» Exercise brief
Only the number is wanted: how many lines of these entries contain the word "keys"?

-- Material provided follows --

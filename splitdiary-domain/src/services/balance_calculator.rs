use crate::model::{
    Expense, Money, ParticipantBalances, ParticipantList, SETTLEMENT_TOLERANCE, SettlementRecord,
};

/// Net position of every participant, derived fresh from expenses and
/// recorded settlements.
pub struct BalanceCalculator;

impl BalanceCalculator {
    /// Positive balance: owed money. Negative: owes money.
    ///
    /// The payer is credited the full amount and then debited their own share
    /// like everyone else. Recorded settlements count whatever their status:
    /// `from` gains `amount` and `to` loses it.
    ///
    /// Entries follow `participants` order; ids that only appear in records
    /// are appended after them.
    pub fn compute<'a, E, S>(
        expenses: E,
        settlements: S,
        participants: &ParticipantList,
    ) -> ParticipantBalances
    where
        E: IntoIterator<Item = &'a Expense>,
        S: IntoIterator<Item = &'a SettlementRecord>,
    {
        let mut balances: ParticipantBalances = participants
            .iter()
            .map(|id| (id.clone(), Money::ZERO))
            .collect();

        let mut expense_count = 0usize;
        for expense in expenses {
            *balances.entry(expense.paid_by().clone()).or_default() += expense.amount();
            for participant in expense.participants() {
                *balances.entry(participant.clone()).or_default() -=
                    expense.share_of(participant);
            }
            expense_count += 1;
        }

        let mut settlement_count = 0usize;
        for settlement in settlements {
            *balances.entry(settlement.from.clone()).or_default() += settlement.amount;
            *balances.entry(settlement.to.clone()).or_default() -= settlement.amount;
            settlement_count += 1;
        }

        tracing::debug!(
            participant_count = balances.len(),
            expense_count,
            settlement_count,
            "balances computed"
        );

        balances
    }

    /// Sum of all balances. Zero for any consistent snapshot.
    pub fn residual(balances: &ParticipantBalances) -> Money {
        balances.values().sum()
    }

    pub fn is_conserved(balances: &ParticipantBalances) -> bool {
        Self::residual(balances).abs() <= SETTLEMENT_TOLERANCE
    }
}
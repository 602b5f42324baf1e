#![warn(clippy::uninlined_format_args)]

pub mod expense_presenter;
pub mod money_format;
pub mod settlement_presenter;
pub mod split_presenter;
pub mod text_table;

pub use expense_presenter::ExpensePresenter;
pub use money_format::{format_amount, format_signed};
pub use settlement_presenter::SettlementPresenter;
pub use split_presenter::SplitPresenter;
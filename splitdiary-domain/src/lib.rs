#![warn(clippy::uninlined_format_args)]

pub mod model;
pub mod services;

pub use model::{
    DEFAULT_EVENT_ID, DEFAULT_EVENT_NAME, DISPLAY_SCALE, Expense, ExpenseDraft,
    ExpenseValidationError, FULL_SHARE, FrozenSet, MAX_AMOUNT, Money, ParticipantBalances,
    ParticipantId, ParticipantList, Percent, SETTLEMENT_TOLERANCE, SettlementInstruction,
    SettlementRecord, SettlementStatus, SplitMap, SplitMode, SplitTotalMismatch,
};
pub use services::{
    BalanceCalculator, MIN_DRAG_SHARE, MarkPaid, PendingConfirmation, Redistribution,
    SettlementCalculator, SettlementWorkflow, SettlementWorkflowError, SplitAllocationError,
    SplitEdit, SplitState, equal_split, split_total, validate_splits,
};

-- Material provided concluded --
-- Material provided follows --

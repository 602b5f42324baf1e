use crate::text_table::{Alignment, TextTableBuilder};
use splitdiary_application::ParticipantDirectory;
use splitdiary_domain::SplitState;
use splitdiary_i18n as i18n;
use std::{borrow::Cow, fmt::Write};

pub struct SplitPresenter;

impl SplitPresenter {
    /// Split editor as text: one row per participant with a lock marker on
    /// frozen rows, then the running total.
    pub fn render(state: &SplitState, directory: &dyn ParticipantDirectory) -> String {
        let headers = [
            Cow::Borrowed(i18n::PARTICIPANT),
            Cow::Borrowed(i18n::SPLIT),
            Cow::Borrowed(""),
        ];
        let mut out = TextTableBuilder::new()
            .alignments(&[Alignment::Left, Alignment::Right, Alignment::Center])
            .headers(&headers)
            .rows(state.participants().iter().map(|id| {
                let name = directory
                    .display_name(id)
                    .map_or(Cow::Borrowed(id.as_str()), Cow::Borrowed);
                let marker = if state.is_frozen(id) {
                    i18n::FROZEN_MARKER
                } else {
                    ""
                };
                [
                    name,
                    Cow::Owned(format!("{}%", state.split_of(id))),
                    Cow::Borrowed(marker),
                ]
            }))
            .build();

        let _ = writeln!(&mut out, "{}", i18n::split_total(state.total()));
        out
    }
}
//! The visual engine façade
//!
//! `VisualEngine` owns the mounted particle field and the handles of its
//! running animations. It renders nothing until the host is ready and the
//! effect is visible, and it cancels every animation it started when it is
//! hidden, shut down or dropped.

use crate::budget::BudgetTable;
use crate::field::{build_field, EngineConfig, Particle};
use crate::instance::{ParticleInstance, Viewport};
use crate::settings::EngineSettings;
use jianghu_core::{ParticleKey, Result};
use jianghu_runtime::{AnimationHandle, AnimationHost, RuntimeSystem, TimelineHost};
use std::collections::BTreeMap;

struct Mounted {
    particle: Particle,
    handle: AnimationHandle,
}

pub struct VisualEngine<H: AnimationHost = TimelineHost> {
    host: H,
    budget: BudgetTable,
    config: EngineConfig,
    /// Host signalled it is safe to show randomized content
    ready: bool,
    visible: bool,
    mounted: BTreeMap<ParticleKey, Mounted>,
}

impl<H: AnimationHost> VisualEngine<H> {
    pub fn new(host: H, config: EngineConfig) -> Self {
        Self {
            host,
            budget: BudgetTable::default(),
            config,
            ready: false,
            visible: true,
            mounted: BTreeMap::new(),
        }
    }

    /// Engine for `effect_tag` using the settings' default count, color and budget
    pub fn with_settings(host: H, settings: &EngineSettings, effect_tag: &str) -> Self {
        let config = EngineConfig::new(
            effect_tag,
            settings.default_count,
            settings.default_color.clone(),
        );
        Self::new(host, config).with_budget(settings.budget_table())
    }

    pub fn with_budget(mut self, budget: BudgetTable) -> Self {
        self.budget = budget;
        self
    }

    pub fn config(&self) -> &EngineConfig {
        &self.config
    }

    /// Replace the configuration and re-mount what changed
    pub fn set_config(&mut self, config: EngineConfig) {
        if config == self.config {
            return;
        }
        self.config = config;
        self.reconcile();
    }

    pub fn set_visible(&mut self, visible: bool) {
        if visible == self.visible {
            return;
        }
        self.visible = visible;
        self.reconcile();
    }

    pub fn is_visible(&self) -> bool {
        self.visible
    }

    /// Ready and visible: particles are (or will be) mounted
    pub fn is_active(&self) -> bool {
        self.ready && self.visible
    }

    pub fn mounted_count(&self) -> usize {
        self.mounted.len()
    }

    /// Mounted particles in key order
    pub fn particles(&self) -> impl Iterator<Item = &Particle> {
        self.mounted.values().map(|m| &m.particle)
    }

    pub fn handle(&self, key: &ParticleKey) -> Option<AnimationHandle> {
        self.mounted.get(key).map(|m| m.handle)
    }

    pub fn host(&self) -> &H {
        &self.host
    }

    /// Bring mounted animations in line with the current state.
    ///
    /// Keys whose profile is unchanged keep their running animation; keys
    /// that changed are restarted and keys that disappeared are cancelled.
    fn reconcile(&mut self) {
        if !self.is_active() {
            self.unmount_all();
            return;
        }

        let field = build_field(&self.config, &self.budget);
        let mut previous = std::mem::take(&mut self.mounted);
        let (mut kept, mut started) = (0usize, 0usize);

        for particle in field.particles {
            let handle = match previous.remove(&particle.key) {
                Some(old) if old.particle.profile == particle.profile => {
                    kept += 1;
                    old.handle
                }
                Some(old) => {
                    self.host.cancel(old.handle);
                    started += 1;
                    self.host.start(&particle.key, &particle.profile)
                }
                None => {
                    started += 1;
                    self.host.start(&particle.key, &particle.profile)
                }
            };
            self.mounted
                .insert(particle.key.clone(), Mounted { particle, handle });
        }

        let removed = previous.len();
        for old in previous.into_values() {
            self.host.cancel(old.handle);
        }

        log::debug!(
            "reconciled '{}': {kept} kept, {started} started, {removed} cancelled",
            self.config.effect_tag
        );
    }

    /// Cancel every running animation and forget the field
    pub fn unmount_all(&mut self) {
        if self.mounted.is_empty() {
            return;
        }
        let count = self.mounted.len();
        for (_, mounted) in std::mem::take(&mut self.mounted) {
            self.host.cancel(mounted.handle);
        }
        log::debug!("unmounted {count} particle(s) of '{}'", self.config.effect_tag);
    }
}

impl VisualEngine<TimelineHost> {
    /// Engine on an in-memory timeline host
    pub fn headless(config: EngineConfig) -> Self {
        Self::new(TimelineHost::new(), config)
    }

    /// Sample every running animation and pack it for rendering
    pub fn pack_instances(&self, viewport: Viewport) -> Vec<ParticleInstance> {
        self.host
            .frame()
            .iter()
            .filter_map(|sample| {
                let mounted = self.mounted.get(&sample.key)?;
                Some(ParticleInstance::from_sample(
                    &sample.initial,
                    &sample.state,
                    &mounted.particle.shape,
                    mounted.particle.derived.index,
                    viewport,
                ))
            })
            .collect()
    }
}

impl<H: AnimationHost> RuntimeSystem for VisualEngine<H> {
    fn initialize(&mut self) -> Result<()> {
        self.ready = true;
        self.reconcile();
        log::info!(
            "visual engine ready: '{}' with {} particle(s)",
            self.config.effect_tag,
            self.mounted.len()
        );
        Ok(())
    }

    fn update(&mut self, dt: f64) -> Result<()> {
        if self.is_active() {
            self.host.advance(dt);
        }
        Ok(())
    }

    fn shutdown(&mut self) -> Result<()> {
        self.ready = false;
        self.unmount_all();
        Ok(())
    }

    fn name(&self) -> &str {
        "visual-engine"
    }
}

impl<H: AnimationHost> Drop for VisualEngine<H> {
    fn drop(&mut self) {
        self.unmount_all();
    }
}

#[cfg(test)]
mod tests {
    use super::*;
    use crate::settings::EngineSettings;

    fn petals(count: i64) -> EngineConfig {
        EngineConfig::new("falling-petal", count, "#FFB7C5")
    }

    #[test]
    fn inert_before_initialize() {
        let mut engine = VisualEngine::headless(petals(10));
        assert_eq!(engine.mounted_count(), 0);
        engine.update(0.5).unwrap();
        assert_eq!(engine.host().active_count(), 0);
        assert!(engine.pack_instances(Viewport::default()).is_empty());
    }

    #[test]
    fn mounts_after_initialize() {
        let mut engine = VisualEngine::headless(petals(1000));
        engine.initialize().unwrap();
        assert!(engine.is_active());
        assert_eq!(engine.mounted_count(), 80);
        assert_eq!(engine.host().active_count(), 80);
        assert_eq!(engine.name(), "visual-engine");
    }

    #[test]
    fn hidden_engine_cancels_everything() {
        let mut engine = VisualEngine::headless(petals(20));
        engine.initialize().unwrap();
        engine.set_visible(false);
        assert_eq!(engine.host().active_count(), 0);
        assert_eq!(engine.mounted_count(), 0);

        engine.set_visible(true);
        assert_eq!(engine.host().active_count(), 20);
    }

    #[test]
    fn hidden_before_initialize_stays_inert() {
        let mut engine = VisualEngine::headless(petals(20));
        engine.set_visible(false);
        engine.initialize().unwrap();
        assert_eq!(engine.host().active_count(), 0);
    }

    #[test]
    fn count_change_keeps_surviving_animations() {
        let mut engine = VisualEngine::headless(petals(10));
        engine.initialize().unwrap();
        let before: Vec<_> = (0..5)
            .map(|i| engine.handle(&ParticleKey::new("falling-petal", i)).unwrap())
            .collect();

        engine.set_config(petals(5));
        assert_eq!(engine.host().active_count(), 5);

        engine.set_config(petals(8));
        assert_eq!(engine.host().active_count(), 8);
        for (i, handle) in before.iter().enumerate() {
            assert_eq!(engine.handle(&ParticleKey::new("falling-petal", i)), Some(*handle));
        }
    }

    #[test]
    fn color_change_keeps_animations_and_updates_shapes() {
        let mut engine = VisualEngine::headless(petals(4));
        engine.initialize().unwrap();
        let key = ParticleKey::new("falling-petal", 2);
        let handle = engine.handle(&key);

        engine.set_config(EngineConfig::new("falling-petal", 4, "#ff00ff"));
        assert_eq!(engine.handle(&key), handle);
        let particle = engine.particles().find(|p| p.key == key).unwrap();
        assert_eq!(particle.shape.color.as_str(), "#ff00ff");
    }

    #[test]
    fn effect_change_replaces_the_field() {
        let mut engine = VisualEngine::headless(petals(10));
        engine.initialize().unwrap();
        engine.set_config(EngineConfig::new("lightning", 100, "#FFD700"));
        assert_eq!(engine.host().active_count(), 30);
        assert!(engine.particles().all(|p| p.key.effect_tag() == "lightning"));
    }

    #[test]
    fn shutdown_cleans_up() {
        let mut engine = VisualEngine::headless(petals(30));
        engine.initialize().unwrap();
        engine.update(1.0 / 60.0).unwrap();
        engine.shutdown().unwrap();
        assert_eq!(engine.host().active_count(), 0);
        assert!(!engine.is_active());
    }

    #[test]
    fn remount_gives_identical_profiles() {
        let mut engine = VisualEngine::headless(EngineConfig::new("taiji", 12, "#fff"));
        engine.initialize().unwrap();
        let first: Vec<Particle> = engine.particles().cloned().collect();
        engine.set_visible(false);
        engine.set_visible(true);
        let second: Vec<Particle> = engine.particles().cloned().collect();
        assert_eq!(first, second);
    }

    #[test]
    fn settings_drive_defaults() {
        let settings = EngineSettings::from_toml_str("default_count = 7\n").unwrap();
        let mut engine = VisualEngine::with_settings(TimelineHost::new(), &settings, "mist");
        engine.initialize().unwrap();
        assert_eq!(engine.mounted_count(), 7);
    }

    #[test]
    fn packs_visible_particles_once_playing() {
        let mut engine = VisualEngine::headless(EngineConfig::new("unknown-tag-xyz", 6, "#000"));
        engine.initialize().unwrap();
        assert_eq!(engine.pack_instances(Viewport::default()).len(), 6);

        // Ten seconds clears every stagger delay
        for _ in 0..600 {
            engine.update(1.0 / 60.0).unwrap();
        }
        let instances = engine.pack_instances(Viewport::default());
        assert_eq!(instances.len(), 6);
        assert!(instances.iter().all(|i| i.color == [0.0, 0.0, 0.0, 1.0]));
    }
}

-- Material provided concluded --

» Problem solution
2